Hola Rodolfo, le dije.

No me contestó. Siguió moviendo la birome. Caminé unos pasos hacia él. El piso de madera crujió. Me asomé por sobre su hombro y vi que dibujaba espirales. Uno detrás de otro. Una hoja llena de espirales.

Le apoyé la mano en el hombro. Sentí que se estremeció.

Rodolfo ¿Cómo estás?

Se dio vuelta y me miró. Un rostro vacío de sensaciones. No era tristeza, era como si algo lo hubiera abandonado. No me dijo nada.

Fui y me senté en la cama. Él siguió dibujando. Me quedé contemplándolo. Pensando qué decirle. Si yo fuera él, qué palabras me conmoverían. Pero yo ahora no era él. No se me ocurrió nada para decirle, lo mejor era dejarlo tranquilo. Me puse de pie.

Rodolfo, nos vemos mañana, dije. Levantó la mano y entendí eso como un saludo.

Cerré la puerta despacio. Me senté en uno de los sillones que había en el pasillo.

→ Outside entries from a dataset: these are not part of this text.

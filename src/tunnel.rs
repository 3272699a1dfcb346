//! Site-to-site tunnel provider
//!
//! The supervisor only needs three facts about the tunnel and one lever to
//! pull. [`TunnelProvider`] is that seam; [`WireGuardProvider`] backs it
//! with `wg` and `wg-quick`.

use anyhow::{Context, Result};
use async_trait::async_trait;
use serde::Serialize;
use std::path::PathBuf;
use std::sync::Arc;
use std::time::Duration;
use tracing::{debug, info};

use crate::config::Config;
use crate::executor::CommandExecutor;
use crate::inspect::wireguard::has_recent_handshake;

#[derive(Debug, Clone, Copy, Default, PartialEq, Eq, Serialize)]
pub struct TunnelStatus {
    pub enabled: bool,
    pub configured: bool,
    pub connected: bool,
}

#[async_trait]
pub trait TunnelProvider: Send + Sync {
    async fn status(&self) -> Result<TunnelStatus>;
    async fn reconnect(&self) -> Result<()>;
}

/// WireGuard via the `wg` / `wg-quick` tools
pub struct WireGuardProvider {
    executor: Arc<dyn CommandExecutor>,
    enabled: bool,
    iface: String,
    config_dir: PathBuf,
    handshake_max_age_secs: i64,
    timeout: Duration,
}

impl WireGuardProvider {
    pub fn new(config: &Config, executor: Arc<dyn CommandExecutor>) -> Self {
        Self {
            executor,
            enabled: config.wg_enabled,
            iface: config.wg_interface.clone(),
            config_dir: PathBuf::from(&config.wg_config_dir),
            handshake_max_age_secs: config.wg_handshake_max_age_secs as i64,
            timeout: config.command_timeout(),
        }
    }

    fn config_file(&self) -> PathBuf {
        self.config_dir.join(format!("{}.conf", self.iface))
    }
}

#[async_trait]
impl TunnelProvider for WireGuardProvider {
    async fn status(&self) -> Result<TunnelStatus> {
        if !self.enabled {
            return Ok(TunnelStatus::default());
        }

        let configured = tokio::fs::try_exists(self.config_file())
            .await
            .with_context(|| format!("Failed to stat {}", self.config_file().display()))?;

        let connected = if configured {
            match self
                .executor
                .run(&format!("wg show {} latest-handshakes", self.iface), self.timeout)
                .await
            {
                Ok(output) => {
                    has_recent_handshake(&output, chrono::Utc::now().timestamp(), self.handshake_max_age_secs)
                }
                Err(e) => {
                    debug!("wg show {} failed: {}", self.iface, e);
                    false
                }
            }
        } else {
            false
        };

        Ok(TunnelStatus {
            enabled: true,
            configured,
            connected,
        })
    }

    async fn reconnect(&self) -> Result<()> {
        info!("Reconnecting WireGuard interface {}", self.iface);
        // Interface may already be down
        let _ = self
            .executor
            .run(&format!("wg-quick down {}", self.iface), self.timeout)
            .await;
        self.executor
            .run(&format!("wg-quick up {}", self.iface), self.timeout)
            .await
            .with_context(|| format!("wg-quick up {} failed", self.iface))?;
        Ok(())
    }
}
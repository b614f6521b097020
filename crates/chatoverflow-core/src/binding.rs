//! Binding of implementations to contracts.
//!
//! The [`BindingTable`] is built once from the declared implementations and
//! the contract hierarchy.  Every entry has been validated against the
//! hierarchy and the declared connector types, so lookups of registered
//! pairs never fail afterwards.

use std::collections::{HashMap, HashSet};
use std::fmt;
use std::sync::Arc;

use tracing::{debug, info};

use crate::declaration::{ConnectorTypeDeclaration, ImplementationDeclaration};
use crate::error::{CoreResult, DeclarationError, StateError};
use crate::hierarchy::ContractHierarchy;
use crate::metadata::MetadataRegistry;
use crate::plugin::PluginFactory;
use crate::types::{ConnectorTypeId, ContractId, ContractKind, ImplementationId};

/// A validated implementation-to-contract association.
#[derive(Clone)]
pub struct Binding {
    implementation: ImplementationId,
    contract: ContractId,
    kind: ContractKind,
    connector: Option<ConnectorTypeId>,
    factory: PluginFactory,
}

impl Binding {
    pub fn implementation(&self) -> &ImplementationId {
        &self.implementation
    }

    pub fn contract(&self) -> &ContractId {
        &self.contract
    }

    /// Kind of the bound contract.
    pub fn kind(&self) -> ContractKind {
        self.kind
    }

    /// Connector type the implementation needs, set exactly for requirements.
    pub fn connector_type(&self) -> Option<&ConnectorTypeId> {
        self.connector.as_ref()
    }

    pub fn factory(&self) -> PluginFactory {
        self.factory
    }
}

impl fmt::Debug for Binding {
    fn fmt(&self, f: &mut fmt::Formatter<'_>) -> fmt::Result {
        f.debug_struct("Binding")
            .field("implementation", &self.implementation)
            .field("contract", &self.contract)
            .field("kind", &self.kind)
            .field("connector", &self.connector)
            .finish_non_exhaustive()
    }
}

/// Immutable map `(contract, implementation) -> Binding`.
pub struct BindingTable {
    hierarchy: Arc<ContractHierarchy>,
    bindings: Vec<Binding>,
    index: HashMap<ContractId, HashMap<ImplementationId, usize>>,
}

impl BindingTable {
    /// Binds every implementation of a frozen registry.
    pub fn from_registry(
        registry: &MetadataRegistry,
        hierarchy: &Arc<ContractHierarchy>,
    ) -> CoreResult<Self> {
        if !registry.is_frozen() {
            return Err(StateError::RegistryNotFrozen {
                what: "binding table",
            }
            .into());
        }
        Self::bind(
            registry.implementations(),
            Arc::clone(hierarchy),
            registry.connector_types(),
        )
    }

    /// Validates and binds `implementations` against `hierarchy`.
    ///
    /// # Errors
    ///
    /// - [`DeclarationError::UnknownContract`] if the contract is not in the hierarchy
    /// - [`DeclarationError::MissingConnectorDeclaration`] for a requirement without connector
    /// - [`DeclarationError::ConnectorNotAllowed`] for an input/output with a connector
    /// - [`DeclarationError::UnknownConnectorType`] if the connector type was never declared
    /// - [`DeclarationError::DuplicateBinding`] if a pair is bound twice
    pub fn bind(
        implementations: &[ImplementationDeclaration],
        hierarchy: Arc<ContractHierarchy>,
        connector_types: &[ConnectorTypeDeclaration],
    ) -> CoreResult<Self> {
        let known_connectors: HashSet<&ConnectorTypeId> =
            connector_types.iter().map(|c| &c.id).collect();

        let mut bindings = Vec::with_capacity(implementations.len());
        let mut index: HashMap<ContractId, HashMap<ImplementationId, usize>> = HashMap::new();

        for decl in implementations {
            let binding = resolve(decl, &hierarchy, &known_connectors)?;

            let slot = index.entry(binding.contract.clone()).or_default();
            if slot.contains_key(&binding.implementation) {
                return Err(DeclarationError::DuplicateBinding {
                    contract: binding.contract,
                    implementation: binding.implementation,
                }
                .into());
            }
            slot.insert(binding.implementation.clone(), bindings.len());

            debug!(
                implementation = %binding.implementation,
                contract = %binding.contract,
                connector = ?binding.connector,
                "Bound implementation"
            );
            bindings.push(binding);
        }

        info!(bindings = bindings.len(), "Binding table built");
        Ok(Self {
            hierarchy,
            bindings,
            index,
        })
    }

    /// The binding of `implementation` to `contract`.
    pub fn get(&self, contract: &str, implementation: &str) -> Option<&Binding> {
        let idx = *self.index.get(contract)?.get(implementation)?;
        self.bindings.get(idx)
    }

    /// Bindings to exactly `contract`, in declaration order.
    pub fn implementations_of(&self, contract: &str) -> Vec<&Binding> {
        self.bindings
            .iter()
            .filter(|b| b.contract == contract)
            .collect()
    }

    /// Bindings to `contract` or any contract below it, in declaration order.
    pub fn satisfying(&self, contract: &str) -> Vec<&Binding> {
        self.bindings
            .iter()
            .filter(|b| self.hierarchy.is_descendant_of(b.contract.as_str(), contract))
            .collect()
    }

    /// The first binding of the implementation `id`.
    pub fn find_implementation(&self, id: &str) -> Option<&Binding> {
        self.bindings.iter().find(|b| b.implementation == id)
    }

    /// All bindings in declaration order.
    pub fn iter(&self) -> impl Iterator<Item = &Binding> {
        self.bindings.iter()
    }

    pub fn len(&self) -> usize {
        self.bindings.len()
    }

    pub fn is_empty(&self) -> bool {
        self.bindings.is_empty()
    }

    /// The hierarchy the table was validated against.
    pub fn hierarchy(&self) -> &Arc<ContractHierarchy> {
        &self.hierarchy
    }
}

impl fmt::Debug for BindingTable {
    fn fmt(&self, f: &mut fmt::Formatter<'_>) -> fmt::Result {
        f.debug_struct("BindingTable")
            .field("bindings", &self.bindings)
            .finish_non_exhaustive()
    }
}

fn resolve(
    decl: &ImplementationDeclaration,
    hierarchy: &ContractHierarchy,
    known_connectors: &HashSet<&ConnectorTypeId>,
) -> Result<Binding, DeclarationError> {
    let kind = hierarchy
        .kind_of(decl.contract.as_str())
        .ok_or_else(|| DeclarationError::UnknownContract {
            implementation: decl.id.clone(),
            contract: decl.contract.clone(),
        })?;

    match (&decl.connector, kind.requires_connector()) {
        (None, true) => {
            return Err(DeclarationError::MissingConnectorDeclaration {
                implementation: decl.id.clone(),
                contract: decl.contract.clone(),
            });
        }
        (Some(connector), false) => {
            return Err(DeclarationError::ConnectorNotAllowed {
                implementation: decl.id.clone(),
                contract: decl.contract.clone(),
                kind,
                connector: connector.clone(),
            });
        }
        (Some(connector), true) if !known_connectors.contains(connector) => {
            return Err(DeclarationError::UnknownConnectorType {
                implementation: decl.id.clone(),
                connector: connector.clone(),
            });
        }
        _ => {}
    }

    Ok(Binding {
        implementation: decl.id.clone(),
        contract: decl.contract.clone(),
        kind,
        connector: decl.connector.clone(),
        factory: decl.factory,
    })
}

#[cfg(test)]
mod tests {
    use super::*;
    use crate::declaration::ContractDeclaration;
    use crate::error::{BoxError, CoreError};
    use crate::hierarchy::HierarchyBuilder;
    use crate::plugin::{PluginContext, PluginObject};

    fn noop(_: &PluginContext) -> Result<PluginObject, BoxError> {
        Err("not constructible".into())
    }

    fn hierarchy() -> Arc<ContractHierarchy> {
        let mut builder = HierarchyBuilder::new();
        builder
            .insert(ContractDeclaration::new("Input", ContractKind::Input))
            .unwrap()
            .insert(ContractDeclaration::new("ChatInput", ContractKind::Input).with_parent("Input"))
            .unwrap()
            .insert(ContractDeclaration::new("Requirement", ContractKind::Requirement))
            .unwrap()
            .insert(
                ContractDeclaration::new("ChatRequirement", ContractKind::Requirement)
                    .with_parent("Requirement"),
            )
            .unwrap();
        builder.build().unwrap()
    }

    fn connectors() -> Vec<ConnectorTypeDeclaration> {
        vec![ConnectorTypeDeclaration::new("TwitchConnector")]
    }

    fn bind(decls: Vec<ImplementationDeclaration>) -> CoreResult<BindingTable> {
        BindingTable::bind(&decls, hierarchy(), &connectors())
    }

    fn declaration_error(result: CoreResult<BindingTable>) -> DeclarationError {
        match result {
            Err(CoreError::Declaration(e)) => e,
            other => panic!("expected declaration error, got {other:?}"),
        }
    }

    #[test]
    fn test_bind_and_query() {
        let table = bind(vec![
            ImplementationDeclaration::new("TwitchChatInputImpl", "ChatInput", noop),
            ImplementationDeclaration::new("GenericInputImpl", "Input", noop),
            ImplementationDeclaration::new("TwitchChatRequirementImpl", "ChatRequirement", noop)
                .with_connector("TwitchConnector"),
        ])
        .unwrap();

        assert_eq!(table.len(), 3);
        let binding = table.get("ChatInput", "TwitchChatInputImpl").unwrap();
        assert_eq!(binding.kind(), ContractKind::Input);
        assert!(binding.connector_type().is_none());

        assert!(table.get("Input", "TwitchChatInputImpl").is_none());
        assert_eq!(table.implementations_of("Input").len(), 1);
        assert_eq!(table.satisfying("Input").len(), 2);

        let req = table.find_implementation("TwitchChatRequirementImpl").unwrap();
        assert_eq!(req.connector_type().unwrap(), "TwitchConnector");
    }

    #[test]
    fn test_unknown_contract() {
        let err = declaration_error(bind(vec![ImplementationDeclaration::new(
            "X", "Nope", noop,
        )]));
        assert!(matches!(err, DeclarationError::UnknownContract { .. }));
    }

    #[test]
    fn test_requirement_needs_connector() {
        for contract in ["Requirement", "ChatRequirement"] {
            let err = declaration_error(bind(vec![ImplementationDeclaration::new(
                "NoConnectorImpl",
                contract,
                noop,
            )]));
            assert!(matches!(
                err,
                DeclarationError::MissingConnectorDeclaration { .. }
            ));
        }
    }

    #[test]
    fn test_input_rejects_connector() {
        let err = declaration_error(bind(vec![
            ImplementationDeclaration::new("X", "ChatInput", noop)
                .with_connector("TwitchConnector"),
        ]));
        assert!(matches!(
            err,
            DeclarationError::ConnectorNotAllowed {
                kind: ContractKind::Input,
                ..
            }
        ));
    }

    #[test]
    fn test_unknown_connector_type() {
        let err = declaration_error(bind(vec![
            ImplementationDeclaration::new("X", "ChatRequirement", noop)
                .with_connector("DiscordConnector"),
        ]));
        assert!(matches!(err, DeclarationError::UnknownConnectorType { .. }));
    }

    #[test]
    fn test_duplicate_binding() {
        let err = declaration_error(bind(vec![
            ImplementationDeclaration::new("Dup", "ChatInput", noop),
            ImplementationDeclaration::new("Dup", "ChatInput", noop),
        ]));
        assert!(matches!(err, DeclarationError::DuplicateBinding { .. }));
    }
}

Respiré profundo. Los espirales de Rodolfo. Vueltas y vueltas y más vueltas. Yo ahora era el doctor Olivera. Recordé, de golpe, que aquella vez, años atrás, desquiciado como estaba, me había metido debajo de la cama y había escrito mi nombre.

Caminé de nuevo hacia la habitación número tres. La puerta seguía abierta. La mesita de luz, la cama, la alfombra en el piso, la ventana. Me arrodillé. Las maderas del piso crujieron. Levanté la colcha de la cama y me asomé por debajo. Estaba oscuro. Saqué mi celular. Tenía una linterna. Observé las tablas de la cama pero no pude ver si todavía estaba escrito mi nombre. Me metí debajo de la cama dejando solo los pies afuera. Inspeccioné de un lado a otro. Acá, allá, más acá. Ahí estaba mi nombre. En birome azul sobre la tabla de madera. Santiago Olivera was here. Eso había escrito aquella vez. Sonreí.

Me quedé mirando la escritura y le pasé el dedo por encima.

Pasos.

Escuché que alguien entraba en la habitación.

Me subió un calor a la cara. Una vergüenza me hizo temblar las piernas. Salí de debajo de la cama y ahí estaba el enfermero. Me miraba pasmado. Los ojos inmensos, el mentón caído.

¿Qué hace, doctor?

Contesté unos sonidos ininteligibles y después articulé algo:

Se me cayó el celular debajo de la cama, dije. Se lo mostré. Todavía tenía la linterna prendida. El enfermero sacudió la cabeza. Bufó. Dio media vuelta y se alejó murmurando algo. Dijo algo sobre los psiquiatras que están todos locos. Sonreí. Me asomé a la ventana y contemplé el patio. Rodolfo, ahora, estaba ahí parado junto al árbol. Lo miré y no sé cómo se dio cuenta de que lo estaba mirando. Elevó la vista y me miró. Levantó la mano. Lo saludé. Después me senté en la cama. En espirales, en eso me puse a pensar.